Spring has sprung. While much of the rest of Canada still digs out and thaws from its deep winter freeze, west coast gardens have busted through. We’ve sprinted through the early spring blooms with colourful rapidity, leaving cherry blossom petals as the only white stuff on the ground here. Our Crocuses were drawn from the early February mud by days of unusual sunshine that has also lured us outside to enjoy them. Tall Daffodils created their own helioclimes of warm yellow. Now Tulips and Bleeding Hearts paint away the brown of winter landscaping. It’s no surprise that many of these harbingers of spring grow from bulbs, planted long before. It’s the best time to celebrate life in the garden.

Cherry Blossoms

But when we planted those bulbs in the autumn, it was hard to know how things would turn out. Should we plant in blocks or patterns? Will they bloom this time? We dig and dream. The energy stored within these little bulbs provides the biological drive: a life force that defies our long dark winters and often bitter cold. We tidy up the stems a bit after they bloom, but the floppy leaves do most of the work to return nutrients to the bulbs for next year.

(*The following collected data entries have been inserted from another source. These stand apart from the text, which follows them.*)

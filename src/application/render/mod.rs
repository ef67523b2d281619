//! HTML to Markdown rendering.
//!
//! [`HtmlToMarkdown`] wraps the `htmd` converter. [`ContentConverter`] wraps it
//! with input normalisation, newline collapsing and the conversion extension
//! points; every stored HTML body goes through it. The `document` helpers lay
//! out headings, metadata and comments for the resource renderer and the feed.

mod content;
mod converter;
pub mod document;
mod options;
mod text;
mod types;

pub use content::{ContentConverter, collapse_blank_lines};
pub use converter::{ConversionError, HtmlToMarkdown, MAX_NESTING_DEPTH};
pub use options::{ConversionOptions, HeaderStyle};
pub use text::plain_text;
pub use types::RenderError;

And they come back. Even though the winter garden appears razed to the ground, first a little leaf unfurls and before long a whole plant bursts into bloom; each according to its own rhythm, a symphony of colour played slowly over the spring and summer months.

Bleeding Hearts

So it is in spring that I am struck by the faith and wonder of gardening. It’s a faith in nature and the universe that after getting progressively darker every day for six months, everything turns and slowly and gradually, we see more light. To reward our faith, we are trothed the gift of colour.

Planter Colour

We also have the stick of a Rhododendron newly planted in our yard. Its parent lives on the Sumas prairie: a giant bush whose branches became so heavy, this one dropped to kiss the ground. Uncle Neil selected a few most likely to succeed for us. His plant in turn had come from the family property in New Westminster where they were all born and grew up in the teens and twenties of the last century. They lost the house in the Crash, but transplanted their home by way of Rhododendrons, Snowdrops and rhubarb when they moved. In our turn, we’ve also drawn from them, to help us make our homes. They have been part of our shared hope to make things better–but we also don’t forget how tough it can be.

Transplanted Rhododendron

Uncle Neil died in February.

We’ve lost his loving presence, his curiosity and deep knowledge of the people and world around him. But we’re grateful that he’ll live on in our gardens.